Records ->
————————

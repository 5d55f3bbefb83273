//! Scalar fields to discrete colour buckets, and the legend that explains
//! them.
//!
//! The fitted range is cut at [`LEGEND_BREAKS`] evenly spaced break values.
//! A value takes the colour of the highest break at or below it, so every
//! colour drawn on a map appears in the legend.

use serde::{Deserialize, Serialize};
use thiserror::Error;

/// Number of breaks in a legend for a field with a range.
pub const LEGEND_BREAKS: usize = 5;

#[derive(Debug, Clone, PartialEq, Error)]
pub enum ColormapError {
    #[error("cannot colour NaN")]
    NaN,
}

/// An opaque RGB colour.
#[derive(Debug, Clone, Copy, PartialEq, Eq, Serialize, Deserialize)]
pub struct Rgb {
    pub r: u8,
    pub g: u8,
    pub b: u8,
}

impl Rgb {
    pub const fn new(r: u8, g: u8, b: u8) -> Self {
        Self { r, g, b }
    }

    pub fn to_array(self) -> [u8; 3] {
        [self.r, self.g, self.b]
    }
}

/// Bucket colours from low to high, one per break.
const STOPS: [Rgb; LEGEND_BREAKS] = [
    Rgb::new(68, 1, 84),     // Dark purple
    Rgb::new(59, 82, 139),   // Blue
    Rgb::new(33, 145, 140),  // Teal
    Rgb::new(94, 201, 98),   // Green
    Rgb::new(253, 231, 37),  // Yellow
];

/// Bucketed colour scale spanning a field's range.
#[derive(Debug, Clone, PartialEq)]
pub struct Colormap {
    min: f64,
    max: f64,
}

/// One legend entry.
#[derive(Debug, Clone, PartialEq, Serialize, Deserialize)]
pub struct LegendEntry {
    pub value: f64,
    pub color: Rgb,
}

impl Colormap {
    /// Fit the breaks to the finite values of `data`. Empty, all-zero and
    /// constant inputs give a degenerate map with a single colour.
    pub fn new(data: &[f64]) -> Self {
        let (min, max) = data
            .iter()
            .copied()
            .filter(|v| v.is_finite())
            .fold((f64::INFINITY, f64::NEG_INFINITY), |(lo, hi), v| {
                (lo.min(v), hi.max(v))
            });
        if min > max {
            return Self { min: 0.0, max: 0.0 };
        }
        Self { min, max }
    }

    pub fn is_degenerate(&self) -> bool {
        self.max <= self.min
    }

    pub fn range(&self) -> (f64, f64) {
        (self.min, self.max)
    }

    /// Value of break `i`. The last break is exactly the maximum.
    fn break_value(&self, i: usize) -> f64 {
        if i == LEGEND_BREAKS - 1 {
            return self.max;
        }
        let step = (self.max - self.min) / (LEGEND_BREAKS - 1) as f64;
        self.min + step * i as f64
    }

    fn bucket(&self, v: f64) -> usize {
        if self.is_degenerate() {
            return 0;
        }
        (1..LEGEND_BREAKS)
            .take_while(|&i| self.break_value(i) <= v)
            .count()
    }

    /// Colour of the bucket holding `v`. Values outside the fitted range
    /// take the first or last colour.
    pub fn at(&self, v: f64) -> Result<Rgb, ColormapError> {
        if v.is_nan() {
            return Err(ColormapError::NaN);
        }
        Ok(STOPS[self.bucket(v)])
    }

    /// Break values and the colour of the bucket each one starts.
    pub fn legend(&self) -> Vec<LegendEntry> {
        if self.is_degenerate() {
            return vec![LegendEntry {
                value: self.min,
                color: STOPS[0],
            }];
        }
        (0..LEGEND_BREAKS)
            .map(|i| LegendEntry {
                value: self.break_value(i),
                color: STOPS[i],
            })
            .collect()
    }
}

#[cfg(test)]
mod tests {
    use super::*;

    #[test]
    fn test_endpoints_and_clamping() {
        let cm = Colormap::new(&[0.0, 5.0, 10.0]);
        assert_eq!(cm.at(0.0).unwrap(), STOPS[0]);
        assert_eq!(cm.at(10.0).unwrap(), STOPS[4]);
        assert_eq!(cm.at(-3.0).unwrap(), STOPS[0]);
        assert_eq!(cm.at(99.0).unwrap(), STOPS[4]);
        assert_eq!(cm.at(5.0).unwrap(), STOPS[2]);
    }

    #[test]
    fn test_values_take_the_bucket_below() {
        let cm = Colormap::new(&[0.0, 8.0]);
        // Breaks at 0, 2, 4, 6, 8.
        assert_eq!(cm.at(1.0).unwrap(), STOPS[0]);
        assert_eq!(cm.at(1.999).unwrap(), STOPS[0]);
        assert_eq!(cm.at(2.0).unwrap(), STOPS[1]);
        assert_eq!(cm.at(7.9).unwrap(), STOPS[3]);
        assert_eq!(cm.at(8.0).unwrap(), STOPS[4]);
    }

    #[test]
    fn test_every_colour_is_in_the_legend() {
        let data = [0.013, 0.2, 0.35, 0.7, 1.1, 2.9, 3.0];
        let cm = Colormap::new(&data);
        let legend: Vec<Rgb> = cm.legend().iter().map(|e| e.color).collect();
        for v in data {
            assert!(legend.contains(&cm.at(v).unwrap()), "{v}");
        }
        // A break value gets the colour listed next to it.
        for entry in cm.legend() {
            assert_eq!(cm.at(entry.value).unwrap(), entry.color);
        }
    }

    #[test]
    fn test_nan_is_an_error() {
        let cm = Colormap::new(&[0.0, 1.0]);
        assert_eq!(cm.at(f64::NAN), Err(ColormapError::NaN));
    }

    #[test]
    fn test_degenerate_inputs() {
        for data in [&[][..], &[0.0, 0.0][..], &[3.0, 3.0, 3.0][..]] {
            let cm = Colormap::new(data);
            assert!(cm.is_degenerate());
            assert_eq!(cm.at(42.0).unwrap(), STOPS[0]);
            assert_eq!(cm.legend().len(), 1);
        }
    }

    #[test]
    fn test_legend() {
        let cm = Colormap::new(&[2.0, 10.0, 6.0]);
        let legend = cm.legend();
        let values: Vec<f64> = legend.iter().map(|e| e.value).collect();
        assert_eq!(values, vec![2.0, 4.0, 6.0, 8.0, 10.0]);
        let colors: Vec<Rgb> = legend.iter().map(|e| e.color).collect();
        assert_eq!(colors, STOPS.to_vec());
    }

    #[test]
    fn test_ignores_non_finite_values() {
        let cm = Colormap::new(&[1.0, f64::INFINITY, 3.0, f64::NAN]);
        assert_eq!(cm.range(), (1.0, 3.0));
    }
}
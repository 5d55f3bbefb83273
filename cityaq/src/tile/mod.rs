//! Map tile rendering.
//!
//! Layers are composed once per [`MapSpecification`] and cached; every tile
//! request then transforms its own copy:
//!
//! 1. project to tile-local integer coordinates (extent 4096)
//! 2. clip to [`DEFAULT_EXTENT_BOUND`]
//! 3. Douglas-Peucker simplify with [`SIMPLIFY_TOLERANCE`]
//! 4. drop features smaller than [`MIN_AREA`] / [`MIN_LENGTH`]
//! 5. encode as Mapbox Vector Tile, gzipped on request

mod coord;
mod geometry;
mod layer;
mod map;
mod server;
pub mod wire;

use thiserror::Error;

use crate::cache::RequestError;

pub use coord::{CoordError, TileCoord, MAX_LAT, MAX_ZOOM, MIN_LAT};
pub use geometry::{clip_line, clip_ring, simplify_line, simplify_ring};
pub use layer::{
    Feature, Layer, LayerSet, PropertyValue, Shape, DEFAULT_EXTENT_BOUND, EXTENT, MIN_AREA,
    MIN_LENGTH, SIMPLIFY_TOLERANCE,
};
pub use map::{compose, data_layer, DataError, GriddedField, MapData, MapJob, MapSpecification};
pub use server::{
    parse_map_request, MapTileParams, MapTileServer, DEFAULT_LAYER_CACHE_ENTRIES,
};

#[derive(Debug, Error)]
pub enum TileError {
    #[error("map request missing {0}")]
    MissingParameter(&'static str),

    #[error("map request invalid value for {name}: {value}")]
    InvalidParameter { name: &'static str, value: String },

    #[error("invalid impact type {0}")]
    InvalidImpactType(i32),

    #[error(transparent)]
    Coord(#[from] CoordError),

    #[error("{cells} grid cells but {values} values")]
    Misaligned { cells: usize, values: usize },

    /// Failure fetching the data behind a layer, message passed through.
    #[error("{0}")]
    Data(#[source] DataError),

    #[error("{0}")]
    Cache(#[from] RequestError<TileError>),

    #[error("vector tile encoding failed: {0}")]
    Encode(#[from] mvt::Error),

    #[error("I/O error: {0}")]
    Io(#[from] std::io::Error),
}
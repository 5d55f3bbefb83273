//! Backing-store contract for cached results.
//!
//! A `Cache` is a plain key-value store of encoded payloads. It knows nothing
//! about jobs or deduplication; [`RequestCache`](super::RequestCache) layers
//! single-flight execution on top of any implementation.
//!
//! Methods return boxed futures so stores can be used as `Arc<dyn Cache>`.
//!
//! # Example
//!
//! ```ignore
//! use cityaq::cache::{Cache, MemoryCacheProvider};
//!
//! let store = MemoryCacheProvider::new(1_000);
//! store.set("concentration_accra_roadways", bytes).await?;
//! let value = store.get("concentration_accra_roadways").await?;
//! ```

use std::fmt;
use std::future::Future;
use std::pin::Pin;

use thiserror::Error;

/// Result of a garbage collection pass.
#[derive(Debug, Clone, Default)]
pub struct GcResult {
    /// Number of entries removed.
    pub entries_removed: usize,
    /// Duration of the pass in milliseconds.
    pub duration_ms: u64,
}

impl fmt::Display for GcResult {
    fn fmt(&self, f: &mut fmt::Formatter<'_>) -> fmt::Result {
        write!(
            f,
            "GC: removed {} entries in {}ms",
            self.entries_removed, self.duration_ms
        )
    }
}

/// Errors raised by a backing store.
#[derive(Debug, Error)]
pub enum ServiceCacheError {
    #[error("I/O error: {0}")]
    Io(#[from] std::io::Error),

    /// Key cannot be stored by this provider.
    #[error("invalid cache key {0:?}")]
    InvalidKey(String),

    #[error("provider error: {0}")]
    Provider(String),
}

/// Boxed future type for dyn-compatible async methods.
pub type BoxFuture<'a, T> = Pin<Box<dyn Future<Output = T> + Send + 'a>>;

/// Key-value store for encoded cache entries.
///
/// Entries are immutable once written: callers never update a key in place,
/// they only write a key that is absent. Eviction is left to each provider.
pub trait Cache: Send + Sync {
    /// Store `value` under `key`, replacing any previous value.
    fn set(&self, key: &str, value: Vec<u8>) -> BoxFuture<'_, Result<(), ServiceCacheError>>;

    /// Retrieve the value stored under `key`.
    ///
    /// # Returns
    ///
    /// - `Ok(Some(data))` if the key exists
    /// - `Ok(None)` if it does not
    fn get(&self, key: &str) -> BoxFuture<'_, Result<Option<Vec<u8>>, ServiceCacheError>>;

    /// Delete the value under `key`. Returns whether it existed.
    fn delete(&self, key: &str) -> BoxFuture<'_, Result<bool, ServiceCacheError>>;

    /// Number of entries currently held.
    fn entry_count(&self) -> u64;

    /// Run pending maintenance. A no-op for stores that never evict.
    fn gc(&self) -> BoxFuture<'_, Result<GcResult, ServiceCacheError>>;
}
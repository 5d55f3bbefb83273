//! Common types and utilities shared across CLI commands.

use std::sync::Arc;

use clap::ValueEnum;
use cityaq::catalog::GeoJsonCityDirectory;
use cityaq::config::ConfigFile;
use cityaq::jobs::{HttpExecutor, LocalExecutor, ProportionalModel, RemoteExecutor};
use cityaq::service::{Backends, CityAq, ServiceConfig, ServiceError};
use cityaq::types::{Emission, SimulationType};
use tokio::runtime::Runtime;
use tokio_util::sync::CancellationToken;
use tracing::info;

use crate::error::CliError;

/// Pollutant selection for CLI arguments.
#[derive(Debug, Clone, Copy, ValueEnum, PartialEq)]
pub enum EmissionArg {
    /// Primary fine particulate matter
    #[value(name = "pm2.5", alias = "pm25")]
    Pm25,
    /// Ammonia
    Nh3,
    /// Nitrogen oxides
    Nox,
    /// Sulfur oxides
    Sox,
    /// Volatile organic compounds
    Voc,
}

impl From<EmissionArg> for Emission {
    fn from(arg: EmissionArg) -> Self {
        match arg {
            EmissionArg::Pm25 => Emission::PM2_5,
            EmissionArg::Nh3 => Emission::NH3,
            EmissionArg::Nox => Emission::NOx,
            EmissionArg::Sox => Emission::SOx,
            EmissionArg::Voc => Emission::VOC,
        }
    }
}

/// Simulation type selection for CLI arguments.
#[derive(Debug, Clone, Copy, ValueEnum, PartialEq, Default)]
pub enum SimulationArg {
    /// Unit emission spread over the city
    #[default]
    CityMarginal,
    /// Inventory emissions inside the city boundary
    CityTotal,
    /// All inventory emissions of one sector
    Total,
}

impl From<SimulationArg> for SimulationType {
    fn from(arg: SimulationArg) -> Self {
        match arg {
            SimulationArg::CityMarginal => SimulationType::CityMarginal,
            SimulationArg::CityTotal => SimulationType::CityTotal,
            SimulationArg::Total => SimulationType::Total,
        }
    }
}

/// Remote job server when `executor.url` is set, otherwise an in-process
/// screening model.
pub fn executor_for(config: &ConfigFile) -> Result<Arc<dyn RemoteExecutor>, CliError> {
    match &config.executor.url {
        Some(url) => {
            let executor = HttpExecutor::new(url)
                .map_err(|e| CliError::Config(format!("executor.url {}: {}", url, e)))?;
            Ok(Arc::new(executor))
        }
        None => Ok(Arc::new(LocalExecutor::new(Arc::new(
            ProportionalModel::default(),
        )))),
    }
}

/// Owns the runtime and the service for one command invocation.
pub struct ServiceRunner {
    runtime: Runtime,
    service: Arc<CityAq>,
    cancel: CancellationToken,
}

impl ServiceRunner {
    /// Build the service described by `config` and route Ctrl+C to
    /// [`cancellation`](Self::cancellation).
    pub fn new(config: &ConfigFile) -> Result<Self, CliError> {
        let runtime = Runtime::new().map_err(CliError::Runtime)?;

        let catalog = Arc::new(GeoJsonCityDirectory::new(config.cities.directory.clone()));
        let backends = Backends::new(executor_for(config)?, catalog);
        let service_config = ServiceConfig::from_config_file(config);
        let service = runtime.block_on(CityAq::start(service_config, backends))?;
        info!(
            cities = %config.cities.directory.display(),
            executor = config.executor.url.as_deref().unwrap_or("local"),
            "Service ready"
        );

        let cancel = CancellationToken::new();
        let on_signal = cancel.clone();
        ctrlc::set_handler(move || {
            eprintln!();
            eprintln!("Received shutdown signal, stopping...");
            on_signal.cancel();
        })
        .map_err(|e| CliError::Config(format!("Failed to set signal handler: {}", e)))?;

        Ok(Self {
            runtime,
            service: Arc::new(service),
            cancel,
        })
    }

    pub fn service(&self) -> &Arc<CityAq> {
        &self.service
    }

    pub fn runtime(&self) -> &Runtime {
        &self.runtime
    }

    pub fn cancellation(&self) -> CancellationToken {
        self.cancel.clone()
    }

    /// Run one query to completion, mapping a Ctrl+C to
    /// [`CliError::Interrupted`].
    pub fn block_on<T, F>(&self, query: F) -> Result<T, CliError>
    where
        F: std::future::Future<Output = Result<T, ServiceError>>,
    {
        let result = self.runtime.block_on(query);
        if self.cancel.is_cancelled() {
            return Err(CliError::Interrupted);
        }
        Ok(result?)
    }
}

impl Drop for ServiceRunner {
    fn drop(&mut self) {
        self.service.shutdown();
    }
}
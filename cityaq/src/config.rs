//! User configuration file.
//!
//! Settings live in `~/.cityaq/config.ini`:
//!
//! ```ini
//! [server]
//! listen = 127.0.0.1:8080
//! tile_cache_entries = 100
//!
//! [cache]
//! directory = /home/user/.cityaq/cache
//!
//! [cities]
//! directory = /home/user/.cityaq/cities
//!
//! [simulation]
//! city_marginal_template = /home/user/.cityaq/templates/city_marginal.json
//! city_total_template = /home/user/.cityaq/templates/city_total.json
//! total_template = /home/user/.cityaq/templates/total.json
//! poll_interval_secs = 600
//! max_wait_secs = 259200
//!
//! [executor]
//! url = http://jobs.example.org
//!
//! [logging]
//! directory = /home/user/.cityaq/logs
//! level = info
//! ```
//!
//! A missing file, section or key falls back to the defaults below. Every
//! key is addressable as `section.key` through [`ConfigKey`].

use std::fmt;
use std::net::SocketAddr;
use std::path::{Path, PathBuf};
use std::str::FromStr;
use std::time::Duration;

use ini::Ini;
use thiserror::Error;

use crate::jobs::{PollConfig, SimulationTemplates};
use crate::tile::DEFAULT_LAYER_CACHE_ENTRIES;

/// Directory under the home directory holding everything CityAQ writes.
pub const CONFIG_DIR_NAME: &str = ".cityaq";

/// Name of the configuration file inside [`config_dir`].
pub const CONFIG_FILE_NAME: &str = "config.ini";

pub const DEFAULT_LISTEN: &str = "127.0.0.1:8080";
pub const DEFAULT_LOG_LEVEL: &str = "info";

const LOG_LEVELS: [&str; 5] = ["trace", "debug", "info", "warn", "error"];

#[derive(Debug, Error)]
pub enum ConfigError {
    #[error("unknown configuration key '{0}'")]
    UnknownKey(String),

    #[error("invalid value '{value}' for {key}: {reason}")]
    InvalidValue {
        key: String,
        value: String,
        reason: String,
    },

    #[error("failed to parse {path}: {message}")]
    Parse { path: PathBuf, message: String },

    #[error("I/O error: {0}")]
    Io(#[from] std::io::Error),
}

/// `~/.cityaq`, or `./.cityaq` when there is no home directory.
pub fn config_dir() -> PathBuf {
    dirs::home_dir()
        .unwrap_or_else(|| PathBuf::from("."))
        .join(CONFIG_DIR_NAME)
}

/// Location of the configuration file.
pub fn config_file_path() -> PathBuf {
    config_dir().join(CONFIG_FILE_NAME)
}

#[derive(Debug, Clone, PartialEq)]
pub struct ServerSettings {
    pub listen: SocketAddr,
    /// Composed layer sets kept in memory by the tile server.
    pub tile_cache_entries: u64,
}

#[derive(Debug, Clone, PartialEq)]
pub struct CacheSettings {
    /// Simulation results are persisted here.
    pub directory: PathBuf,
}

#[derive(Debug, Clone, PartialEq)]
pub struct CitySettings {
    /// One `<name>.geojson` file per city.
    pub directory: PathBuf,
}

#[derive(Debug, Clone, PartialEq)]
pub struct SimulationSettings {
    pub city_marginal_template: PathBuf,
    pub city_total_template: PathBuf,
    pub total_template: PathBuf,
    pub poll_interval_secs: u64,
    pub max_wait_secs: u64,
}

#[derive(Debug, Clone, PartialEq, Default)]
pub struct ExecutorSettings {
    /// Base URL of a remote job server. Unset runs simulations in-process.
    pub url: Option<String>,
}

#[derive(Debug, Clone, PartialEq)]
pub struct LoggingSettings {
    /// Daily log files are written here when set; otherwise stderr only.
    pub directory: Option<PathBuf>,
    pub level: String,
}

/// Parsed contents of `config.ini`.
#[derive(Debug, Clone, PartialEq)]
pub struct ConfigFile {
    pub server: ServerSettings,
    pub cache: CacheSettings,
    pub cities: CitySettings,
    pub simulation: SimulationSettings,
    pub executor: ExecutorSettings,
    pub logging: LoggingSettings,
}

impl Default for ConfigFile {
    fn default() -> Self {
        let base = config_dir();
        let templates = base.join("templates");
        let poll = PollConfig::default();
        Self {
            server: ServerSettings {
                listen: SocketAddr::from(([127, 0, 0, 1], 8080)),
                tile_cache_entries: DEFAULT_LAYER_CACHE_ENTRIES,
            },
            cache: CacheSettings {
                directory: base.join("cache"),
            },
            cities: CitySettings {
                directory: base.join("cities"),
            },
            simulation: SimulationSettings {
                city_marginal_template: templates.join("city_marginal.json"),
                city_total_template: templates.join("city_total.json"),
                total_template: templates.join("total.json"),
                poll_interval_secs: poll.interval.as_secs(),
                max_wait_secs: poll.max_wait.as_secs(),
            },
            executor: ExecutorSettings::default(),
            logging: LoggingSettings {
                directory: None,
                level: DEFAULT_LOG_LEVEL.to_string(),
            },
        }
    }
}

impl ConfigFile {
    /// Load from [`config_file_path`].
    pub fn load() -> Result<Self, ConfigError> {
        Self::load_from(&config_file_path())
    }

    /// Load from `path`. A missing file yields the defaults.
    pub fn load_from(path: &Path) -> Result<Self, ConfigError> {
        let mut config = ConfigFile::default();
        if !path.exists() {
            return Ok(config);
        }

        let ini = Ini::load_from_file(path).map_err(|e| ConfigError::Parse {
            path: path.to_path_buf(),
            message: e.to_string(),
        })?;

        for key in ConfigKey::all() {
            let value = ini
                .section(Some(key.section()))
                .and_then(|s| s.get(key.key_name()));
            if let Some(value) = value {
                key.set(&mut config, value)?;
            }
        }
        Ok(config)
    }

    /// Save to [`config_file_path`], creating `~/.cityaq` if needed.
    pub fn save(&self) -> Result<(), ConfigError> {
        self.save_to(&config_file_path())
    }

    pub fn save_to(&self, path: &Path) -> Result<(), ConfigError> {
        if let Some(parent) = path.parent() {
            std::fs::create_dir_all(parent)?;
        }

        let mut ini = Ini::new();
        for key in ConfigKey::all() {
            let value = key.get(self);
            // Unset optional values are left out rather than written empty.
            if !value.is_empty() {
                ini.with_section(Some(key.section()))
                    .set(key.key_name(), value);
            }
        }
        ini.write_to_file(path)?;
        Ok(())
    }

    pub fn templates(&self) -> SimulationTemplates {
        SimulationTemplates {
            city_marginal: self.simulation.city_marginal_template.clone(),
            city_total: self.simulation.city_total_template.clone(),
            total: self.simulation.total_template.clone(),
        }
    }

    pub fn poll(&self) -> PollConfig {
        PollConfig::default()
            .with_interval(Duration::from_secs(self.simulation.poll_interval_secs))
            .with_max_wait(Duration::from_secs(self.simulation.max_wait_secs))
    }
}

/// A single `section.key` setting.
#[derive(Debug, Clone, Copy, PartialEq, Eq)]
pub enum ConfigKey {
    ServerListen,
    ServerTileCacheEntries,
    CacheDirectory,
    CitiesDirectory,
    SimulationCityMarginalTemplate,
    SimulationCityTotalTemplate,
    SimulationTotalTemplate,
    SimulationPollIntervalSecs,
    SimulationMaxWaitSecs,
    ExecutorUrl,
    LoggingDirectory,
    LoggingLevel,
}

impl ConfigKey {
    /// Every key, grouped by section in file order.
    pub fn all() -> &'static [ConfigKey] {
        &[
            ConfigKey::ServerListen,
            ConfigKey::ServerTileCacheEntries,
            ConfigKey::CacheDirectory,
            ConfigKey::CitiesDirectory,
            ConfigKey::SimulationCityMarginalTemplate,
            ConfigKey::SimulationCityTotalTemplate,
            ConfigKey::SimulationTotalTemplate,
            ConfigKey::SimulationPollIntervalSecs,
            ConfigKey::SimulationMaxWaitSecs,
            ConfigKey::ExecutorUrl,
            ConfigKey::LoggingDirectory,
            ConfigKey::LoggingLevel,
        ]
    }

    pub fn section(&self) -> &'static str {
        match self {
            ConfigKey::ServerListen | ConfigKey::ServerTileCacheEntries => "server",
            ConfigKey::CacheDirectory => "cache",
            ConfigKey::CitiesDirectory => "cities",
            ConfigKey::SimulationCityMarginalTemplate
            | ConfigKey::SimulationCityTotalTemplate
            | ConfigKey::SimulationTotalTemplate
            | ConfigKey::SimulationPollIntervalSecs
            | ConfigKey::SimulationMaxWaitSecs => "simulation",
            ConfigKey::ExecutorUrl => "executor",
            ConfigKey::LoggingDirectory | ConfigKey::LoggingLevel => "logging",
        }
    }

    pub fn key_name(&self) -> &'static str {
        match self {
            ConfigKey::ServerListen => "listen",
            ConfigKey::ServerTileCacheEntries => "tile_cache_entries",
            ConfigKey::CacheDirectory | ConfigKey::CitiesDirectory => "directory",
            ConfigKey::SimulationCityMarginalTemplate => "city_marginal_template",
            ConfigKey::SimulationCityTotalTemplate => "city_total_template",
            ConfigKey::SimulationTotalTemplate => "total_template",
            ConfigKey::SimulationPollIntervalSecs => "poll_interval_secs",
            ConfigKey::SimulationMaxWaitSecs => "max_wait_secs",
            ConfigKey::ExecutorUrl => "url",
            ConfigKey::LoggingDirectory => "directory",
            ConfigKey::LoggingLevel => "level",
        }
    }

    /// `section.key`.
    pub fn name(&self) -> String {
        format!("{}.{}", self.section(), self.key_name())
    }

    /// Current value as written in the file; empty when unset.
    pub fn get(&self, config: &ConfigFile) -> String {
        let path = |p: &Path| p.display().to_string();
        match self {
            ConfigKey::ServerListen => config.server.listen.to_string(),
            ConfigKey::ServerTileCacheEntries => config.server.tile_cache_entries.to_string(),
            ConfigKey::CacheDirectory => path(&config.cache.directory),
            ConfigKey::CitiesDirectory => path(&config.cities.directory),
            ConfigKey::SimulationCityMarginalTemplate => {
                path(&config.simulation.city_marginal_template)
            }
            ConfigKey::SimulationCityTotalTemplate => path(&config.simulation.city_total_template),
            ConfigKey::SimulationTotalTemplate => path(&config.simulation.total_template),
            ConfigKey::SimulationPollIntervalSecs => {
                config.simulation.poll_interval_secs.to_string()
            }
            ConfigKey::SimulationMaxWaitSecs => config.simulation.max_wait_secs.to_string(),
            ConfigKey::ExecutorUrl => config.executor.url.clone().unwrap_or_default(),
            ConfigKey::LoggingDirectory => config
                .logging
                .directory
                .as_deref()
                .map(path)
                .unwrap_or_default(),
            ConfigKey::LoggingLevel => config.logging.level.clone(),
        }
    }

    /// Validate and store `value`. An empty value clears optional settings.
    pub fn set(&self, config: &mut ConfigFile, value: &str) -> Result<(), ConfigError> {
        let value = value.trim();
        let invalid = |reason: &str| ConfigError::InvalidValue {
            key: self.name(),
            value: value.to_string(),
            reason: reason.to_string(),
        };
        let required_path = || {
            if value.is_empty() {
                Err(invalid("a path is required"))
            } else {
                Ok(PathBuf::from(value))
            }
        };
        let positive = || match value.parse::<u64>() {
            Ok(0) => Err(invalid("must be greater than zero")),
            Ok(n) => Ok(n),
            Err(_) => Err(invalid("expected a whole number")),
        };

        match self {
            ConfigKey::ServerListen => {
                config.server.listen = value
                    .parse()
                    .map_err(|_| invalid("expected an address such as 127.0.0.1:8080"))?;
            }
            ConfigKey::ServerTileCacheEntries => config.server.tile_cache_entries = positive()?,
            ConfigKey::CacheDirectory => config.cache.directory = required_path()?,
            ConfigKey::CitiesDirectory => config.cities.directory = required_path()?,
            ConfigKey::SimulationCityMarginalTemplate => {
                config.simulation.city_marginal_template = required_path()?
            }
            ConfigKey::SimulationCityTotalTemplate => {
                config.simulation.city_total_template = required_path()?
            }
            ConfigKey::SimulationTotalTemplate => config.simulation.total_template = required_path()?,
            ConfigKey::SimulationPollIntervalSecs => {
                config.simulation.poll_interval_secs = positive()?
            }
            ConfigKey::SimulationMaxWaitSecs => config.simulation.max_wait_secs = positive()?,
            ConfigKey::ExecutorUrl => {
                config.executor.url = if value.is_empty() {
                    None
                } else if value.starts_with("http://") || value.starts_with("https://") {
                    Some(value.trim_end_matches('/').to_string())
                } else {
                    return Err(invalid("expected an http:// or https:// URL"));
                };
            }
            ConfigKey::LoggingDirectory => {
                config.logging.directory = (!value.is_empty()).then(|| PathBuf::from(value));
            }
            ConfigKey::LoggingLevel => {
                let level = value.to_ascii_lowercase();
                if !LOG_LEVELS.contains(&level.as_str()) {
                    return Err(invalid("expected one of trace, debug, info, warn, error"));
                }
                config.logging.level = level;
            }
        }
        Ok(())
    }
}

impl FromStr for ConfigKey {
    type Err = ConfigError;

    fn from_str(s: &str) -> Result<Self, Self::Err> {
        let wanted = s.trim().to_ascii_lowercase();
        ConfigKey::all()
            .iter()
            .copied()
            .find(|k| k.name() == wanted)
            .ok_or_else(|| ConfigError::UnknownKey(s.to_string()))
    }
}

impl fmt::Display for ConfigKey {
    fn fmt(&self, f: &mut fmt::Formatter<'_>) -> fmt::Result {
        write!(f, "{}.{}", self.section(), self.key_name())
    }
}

————————

Task statement ->
Working from the entries above, find every line in which the word "ConfigFile" occurs and copy it.

Task response ->
use cityaq::config::ConfigFile;
pub fn executor_for(config: &ConfigFile) -> Result<Arc<dyn RemoteExecutor>, CliError> {
    pub fn new(config: &ConfigFile) -> Result<Self, CliError> {
pub struct ConfigFile {
impl Default for ConfigFile {
impl ConfigFile {
        let mut config = ConfigFile::default();
    pub fn get(&self, config: &ConfigFile) -> String {
    pub fn set(&self, config: &mut ConfigFile, value: &str) -> Result<(), ConfigError> {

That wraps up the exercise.